労働時間と割増賃金のお話(13)
~労働時間の原則~
労働時間の原則については労働基準法32条に規定があります。皆さんご存じのとおり、使用者は、労働者に、1週間について40時間を超えて労働させてはいけませんし(週40時間制)、1週間の各日については1日について8時間を超えて労働させてはならない(1日8時間制)ことになっています。これを法定労働時間と呼んでいます。
もっともこれらの原則に対して、労基法40条は特例を定めていますが、この点については省略させていただきます。また、これらの法定労働時間を超えて労働させる場合について労基法36条が定めていますが、この点については後程説明させていただきます。

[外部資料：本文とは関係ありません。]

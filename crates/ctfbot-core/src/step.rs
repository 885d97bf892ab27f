// Step ledger for multi-step remote workflows
//
// Provisioning and teardown are sequences of independent remote calls with
// no transaction around them. The ledger holds the planned steps, runs them
// one at a time in plan order, and records how far it got so a failure can
// report exactly what was done and what was never attempted.

use chrono::{DateTime, Utc};
use serde::{Deserialize, Serialize};
use std::fmt;
use std::future::Future;
use tracing::{debug, error};

use crate::error::{BotError, Result};
use crate::workspace::ChannelRole;

/// A single remote mutation in a workflow
#[derive(Debug, Clone, PartialEq, Eq, Serialize, Deserialize)]
#[serde(tag = "kind", rename_all = "snake_case")]
pub enum WorkflowStep {
    CreateCategory,
    CreateChannel { role: ChannelRole },
    SeedChannel { role: ChannelRole },
    Announce,
    AddReaction,
    DeleteChannel { name: String },
    DeleteCategory,
}

impl fmt::Display for WorkflowStep {
    fn fmt(&self, f: &mut fmt::Formatter<'_>) -> fmt::Result {
        match self {
            WorkflowStep::CreateCategory => write!(f, "create category"),
            WorkflowStep::CreateChannel { role } => write!(f, "create #{}", role),
            WorkflowStep::SeedChannel { role } => write!(f, "seed #{}", role),
            WorkflowStep::Announce => write!(f, "announce"),
            WorkflowStep::AddReaction => write!(f, "add reaction"),
            WorkflowStep::DeleteChannel { name } => write!(f, "delete #{}", name),
            WorkflowStep::DeleteCategory => write!(f, "delete category"),
        }
    }
}

/// Where a step stands
#[derive(Debug, Clone, Copy, PartialEq, Eq, Serialize, Deserialize)]
#[serde(rename_all = "snake_case")]
pub enum StepStatus {
    Pending,
    Completed,
    Failed,
}

/// A step and its outcome
#[derive(Debug, Clone, PartialEq, Serialize, Deserialize)]
pub struct StepRecord {
    pub step: WorkflowStep,
    pub status: StepStatus,
    pub started_at: Option<DateTime<Utc>>,
    pub finished_at: Option<DateTime<Utc>>,
    /// Failure message (only for failed steps)
    pub error: Option<String>,
}

impl StepRecord {
    fn pending(step: WorkflowStep) -> Self {
        Self {
            step,
            status: StepStatus::Pending,
            started_at: None,
            finished_at: None,
            error: None,
        }
    }
}

/// Full account of a workflow run
#[derive(Debug, Clone, PartialEq, Serialize, Deserialize)]
pub struct StepReport {
    /// Human readable workflow label, e.g. `provision 'ExampleCTF'`
    pub workflow: String,
    pub steps: Vec<StepRecord>,
}

impl StepReport {
    pub fn new(workflow: impl Into<String>, plan: Vec<WorkflowStep>) -> Self {
        Self {
            workflow: workflow.into(),
            steps: plan.into_iter().map(StepRecord::pending).collect(),
        }
    }

    pub fn completed(&self) -> Vec<&WorkflowStep> {
        self.with_status(StepStatus::Completed)
    }

    pub fn pending(&self) -> Vec<&WorkflowStep> {
        self.with_status(StepStatus::Pending)
    }

    pub fn failed(&self) -> Option<&StepRecord> {
        self.steps.iter().find(|r| r.status == StepStatus::Failed)
    }

    /// Every planned step completed
    pub fn is_complete(&self) -> bool {
        self.steps.iter().all(|r| r.status == StepStatus::Completed)
    }

    fn with_status(&self, status: StepStatus) -> Vec<&WorkflowStep> {
        self.steps
            .iter()
            .filter(|r| r.status == status)
            .map(|r| &r.step)
            .collect()
    }
}

impl fmt::Display for StepReport {
    fn fmt(&self, f: &mut fmt::Formatter<'_>) -> fmt::Result {
        write!(
            f,
            "{}: {} of {} steps completed",
            self.workflow,
            self.completed().len(),
            self.steps.len()
        )?;

        if let Some(failed) = self.failed() {
            write!(f, "; failed at {}", failed.step)?;
            if let Some(error) = &failed.error {
                write!(f, " ({})", error)?;
            }
        }

        let pending = self.pending();
        if !pending.is_empty() {
            let names: Vec<String> = pending.iter().map(|s| s.to_string()).collect();
            write!(f, "; not attempted: {}", names.join(", "))?;
        }

        Ok(())
    }
}

/// Runs planned steps in order and records the outcome of each
#[derive(Debug)]
pub struct StepLedger {
    report: StepReport,
    cursor: usize,
}

impl StepLedger {
    pub fn new(workflow: impl Into<String>, plan: Vec<WorkflowStep>) -> Self {
        Self {
            report: StepReport::new(workflow, plan),
            cursor: 0,
        }
    }

    /// The step that runs next, if any
    pub fn next_step(&self) -> Option<&WorkflowStep> {
        self.report.steps.get(self.cursor).map(|r| &r.step)
    }

    /// Run the next planned step
    ///
    /// On success the step is marked completed and the cursor advances. On
    /// failure the step is marked failed and the error is returned; the
    /// remaining steps stay pending.
    pub async fn run<T, Fut>(&mut self, fut: Fut) -> Result<T>
    where
        Fut: Future<Output = Result<T>>,
    {
        let index = self.cursor;
        match self.report.steps.get_mut(index) {
            Some(record) => {
                record.started_at = Some(Utc::now());
                debug!(workflow = %self.report.workflow, step = %record.step, "Running step");
            }
            None => {
                return Err(BotError::internal(format!(
                    "{}: no planned step left at position {}",
                    self.report.workflow, index
                )))
            }
        }

        let outcome = fut.await;

        let record = &mut self.report.steps[index];
        record.finished_at = Some(Utc::now());
        match outcome {
            Ok(value) => {
                record.status = StepStatus::Completed;
                self.cursor += 1;
                Ok(value)
            }
            Err(e) => {
                error!(workflow = %self.report.workflow, step = %record.step, error = %e, "Step failed");
                record.status = StepStatus::Failed;
                record.error = Some(e.to_string());
                Err(e)
            }
        }
    }

    pub fn report(&self) -> &StepReport {
        &self.report
    }

    pub fn into_report(self) -> StepReport {
        self.report
    }
}

#[cfg(test)]
mod tests {
    use super::*;

    fn plan() -> Vec<WorkflowStep> {
        vec![
            WorkflowStep::CreateCategory,
            WorkflowStep::CreateChannel {
                role: ChannelRole::FlagFeedback,
            },
            WorkflowStep::CreateChannel {
                role: ChannelRole::General,
            },
        ]
    }

    #[tokio::test]
    async fn test_ledger_records_completion() {
        let mut ledger = StepLedger::new("provision 'x'", plan());
        for _ in 0..3 {
            ledger.run(async { Ok(()) }).await.unwrap();
        }

        let report = ledger.into_report();
        assert!(report.is_complete());
        assert_eq!(report.completed().len(), 3);
        assert!(report.steps.iter().all(|r| r.finished_at.is_some()));
    }

    #[tokio::test]
    async fn test_ledger_records_failure_and_pending() {
        let mut ledger = StepLedger::new("provision 'x'", plan());
        ledger.run(async { Ok(1u64) }).await.unwrap();
        let err = ledger
            .run(async { Err::<(), _>(BotError::platform("Missing Access")) })
            .await
            .unwrap_err();
        assert!(matches!(err, BotError::Platform(_)));

        let report = ledger.into_report();
        assert!(!report.is_complete());
        assert_eq!(report.completed(), vec![&WorkflowStep::CreateCategory]);
        let failed = report.failed().unwrap();
        assert_eq!(
            failed.step,
            WorkflowStep::CreateChannel {
                role: ChannelRole::FlagFeedback
            }
        );
        assert_eq!(
            report.pending(),
            vec![&WorkflowStep::CreateChannel {
                role: ChannelRole::General
            }]
        );

        let text = report.to_string();
        assert!(text.contains("1 of 3 steps completed"));
        assert!(text.contains("failed at create #flag-feedback"));
        assert!(text.contains("Missing Access"));
        assert!(text.contains("not attempted: create #general"));
    }

    #[tokio::test]
    async fn test_ledger_rejects_unplanned_step() {
        let mut ledger = StepLedger::new("empty", Vec::new());
        let err = ledger.run(async { Ok(()) }).await.unwrap_err();
        assert!(matches!(err, BotError::Internal(_)));
    }
}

いずれにしても、使用者が労働者を法定労働時間を超えて労働させようとする場合には上記の時間外労働の要件を満たす必要がありますし、その場合においても使用者は労働者に対して労基法37条の定める割増賃金を支払う必要があります。また労基法は刑罰法規でもありますから、上記時間外労働の要件を満たさないで法定労働時間を超えて労働させた場合には、使用者には罰則の適用がありますし、当然のことながら割増賃金の支払義務も生じます。最近の労働基準監督署の運用を見ても、悪質な賃金不払い事案については厳格な取扱いをしているように見受けられますので、注意が必要です。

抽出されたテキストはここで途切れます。